TASK STATEMENT
Emit all the data exactly as provided.

Stored items
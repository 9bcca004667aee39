/*
 * Renderer Module
 *
 * This module handles the rendering of the flocking simulation.
 * It draws the containment bound, every boid as a triangle pointing along
 * its heading, the debug overlay and the egui panel.
 *
 * The renderer never reads boids directly: it draws from a PoseBuffer that
 * the flock fills through the PoseSink contract once per frame.
 */

use nannou::prelude::*;

use crate::app::Model;
use crate::pose::{Pose, PoseSink};
use crate::ui;
use crate::BOID_SIZE;

/// Packed `[x, y, heading]` triples, one per boid slot.
#[derive(Clone, Debug, Default)]
pub struct PoseBuffer {
    data: Vec<[f32; 3]>,
}

impl PoseBuffer {
    pub fn with_capacity(count: usize) -> Self {
        Self {
            data: Vec::with_capacity(count),
        }
    }

    pub fn len(&self) -> usize {
        self.data.len()
    }

    pub fn is_empty(&self) -> bool {
        self.data.is_empty()
    }

    pub fn as_slice(&self) -> &[[f32; 3]] {
        &self.data
    }
}

impl PoseSink for PoseBuffer {
    fn set_pose(&mut self, slot: usize, pose: Pose) {
        if slot >= self.data.len() {
            self.data.resize(slot + 1, [0.0; 3]);
        }
        self.data[slot] = [pose.x as f32, pose.y as f32, pose.heading as f32];
    }

    fn submit(&mut self, poses: &[Pose]) {
        self.data.clear();
        self.data
            .extend(poses.iter().map(|pose| [pose.x as f32, pose.y as f32, pose.heading as f32]));
    }
}

// Triangle pointing along +x, scaled to the boid size
fn boid_points(size: f32) -> [Point2; 3] {
    [
        pt2(size, 0.0),
        pt2(-size, size / 2.0),
        pt2(-size, -size / 2.0),
    ]
}

// Render the model
pub fn view(app: &App, model: &Model, frame: Frame) {
    let draw = app.draw();
    draw.background().color(BLACK);

    let world = &model.world;

    // Containment bound around the origin
    let center = world.world_to_screen(Vec2::ZERO);
    draw.ellipse()
        .xy(center)
        .radius(model.flock.bound_radius() as f32 * world.zoom)
        .no_fill()
        .stroke_weight(1.0)
        .stroke(rgba(0.3, 0.3, 0.3, 1.0));

    let points = boid_points(BOID_SIZE * world.zoom);
    let color = rgb(0.2, 0.4, 1.0);
    for &[x, y, heading] in model.pose_buffer.as_slice() {
        let screen_pos = world.world_to_screen(vec2(x, y));
        draw.polygon()
            .color(color)
            .points(points.iter().cloned())
            .xy(screen_pos)
            .rotate(heading);
    }

    if model.params.show_debug {
        // Perception ranges around the first boid
        if let Some(&[x, y, _]) = model.pose_buffer.as_slice().first() {
            let screen_pos = world.world_to_screen(vec2(x, y));
            let flocking = &model.params.flocking;
            let ranges = [
                (flocking.separation_range, RED),
                (flocking.align_range, GREEN),
                (flocking.cohesion_range, BLUE),
            ];
            for (range, color) in ranges {
                draw.ellipse()
                    .xy(screen_pos)
                    .radius(range as f32 * world.zoom)
                    .no_fill()
                    .stroke(color)
                    .stroke_weight(1.0);
            }
        }

        ui::draw_debug_info(&draw, &model.debug_info, app.window_rect());
    }

    // A lost frame is not worth tearing the app down for
    if let Err(err) = draw.to_frame(app, &frame) {
        tracing::warn!(?err, "failed to draw frame");
    }
    if let Err(err) = model.egui.draw_to_frame(&frame) {
        tracing::warn!(?err, "failed to draw ui");
    }
}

ANSWER BOX
repository 9bcca004667aee39
/*
 * Renderer Module
 *
 * This module handles the rendering of the flocking simulation.
 * It draws the containment bound, every boid as a triangle pointing along
 * its heading, the debug overlay and the egui panel.
 *
 * The renderer never reads boids directly: it draws from a PoseBuffer that
 * the flock fills through the PoseSink contract once per frame.
 */

use nannou::prelude::*;

use crate::app::Model;
use crate::pose::{Pose, PoseSink};
use crate::ui;
use crate::BOID_SIZE;

/// Packed `[x, y, heading]` triples, one per boid slot.
#[derive(Clone, Debug, Default)]
pub struct PoseBuffer {
    data: Vec<[f32; 3]>,
}

impl PoseBuffer {
    pub fn with_capacity(count: usize) -> Self {
        Self {
            data: Vec::with_capacity(count),
        }
    }

    pub fn len(&self) -> usize {
        self.data.len()
    }

    pub fn is_empty(&self) -> bool {
        self.data.is_empty()
    }

    pub fn as_slice(&self) -> &[[f32; 3]] {
        &self.data
    }
}

impl PoseSink for PoseBuffer {
    fn set_pose(&mut self, slot: usize, pose: Pose) {
        if slot >= self.data.len() {
            self.data.resize(slot + 1, [0.0; 3]);
        }
        self.data[slot] = [pose.x as f32, pose.y as f32, pose.heading as f32];
    }

    fn submit(&mut self, poses: &[Pose]) {
        self.data.clear();
        self.data
            .extend(poses.iter().map(|pose| [pose.x as f32, pose.y as f32, pose.heading as f32]));
    }
}

// Triangle pointing along +x, scaled to the boid size
fn boid_points(size: f32) -> [Point2; 3] {
    [
        pt2(size, 0.0),
        pt2(-size, size / 2.0),
        pt2(-size, -size / 2.0),
    ]
}

// Render the model
pub fn view(app: &App, model: &Model, frame: Frame) {
    let draw = app.draw();
    draw.background().color(BLACK);

    let world = &model.world;

    // Containment bound around the origin
    let center = world.world_to_screen(Vec2::ZERO);
    draw.ellipse()
        .xy(center)
        .radius(model.flock.bound_radius() as f32 * world.zoom)
        .no_fill()
        .stroke_weight(1.0)
        .stroke(rgba(0.3, 0.3, 0.3, 1.0));

    let points = boid_points(BOID_SIZE * world.zoom);
    let color = rgb(0.2, 0.4, 1.0);
    for &[x, y, heading] in model.pose_buffer.as_slice() {
        let screen_pos = world.world_to_screen(vec2(x, y));
        draw.polygon()
            .color(color)
            .points(points.iter().cloned())
            .xy(screen_pos)
            .rotate(heading);
    }

    if model.params.show_debug {
        // Perception ranges around the first boid
        if let Some(&[x, y, _]) = model.pose_buffer.as_slice().first() {
            let screen_pos = world.world_to_screen(vec2(x, y));
            let flocking = &model.params.flocking;
            let ranges = [
                (flocking.separation_range, RED),
                (flocking.align_range, GREEN),
                (flocking.cohesion_range, BLUE),
            ];
            for (range, color) in ranges {
                draw.ellipse()
                    .xy(screen_pos)
                    .radius(range as f32 * world.zoom)
                    .no_fill()
                    .stroke(color)
                    .stroke_weight(1.0);
            }
        }

        ui::draw_debug_info(&draw, &model.debug_info, app.window_rect());
    }

    // A lost frame is not worth tearing the app down for
    if let Err(err) = draw.to_frame(app, &frame) {
        tracing::warn!(?err, "failed to draw frame");
    }
    if let Err(err) = model.egui.draw_to_frame(&frame) {
        tracing::warn!(?err, "failed to draw ui");
    }
}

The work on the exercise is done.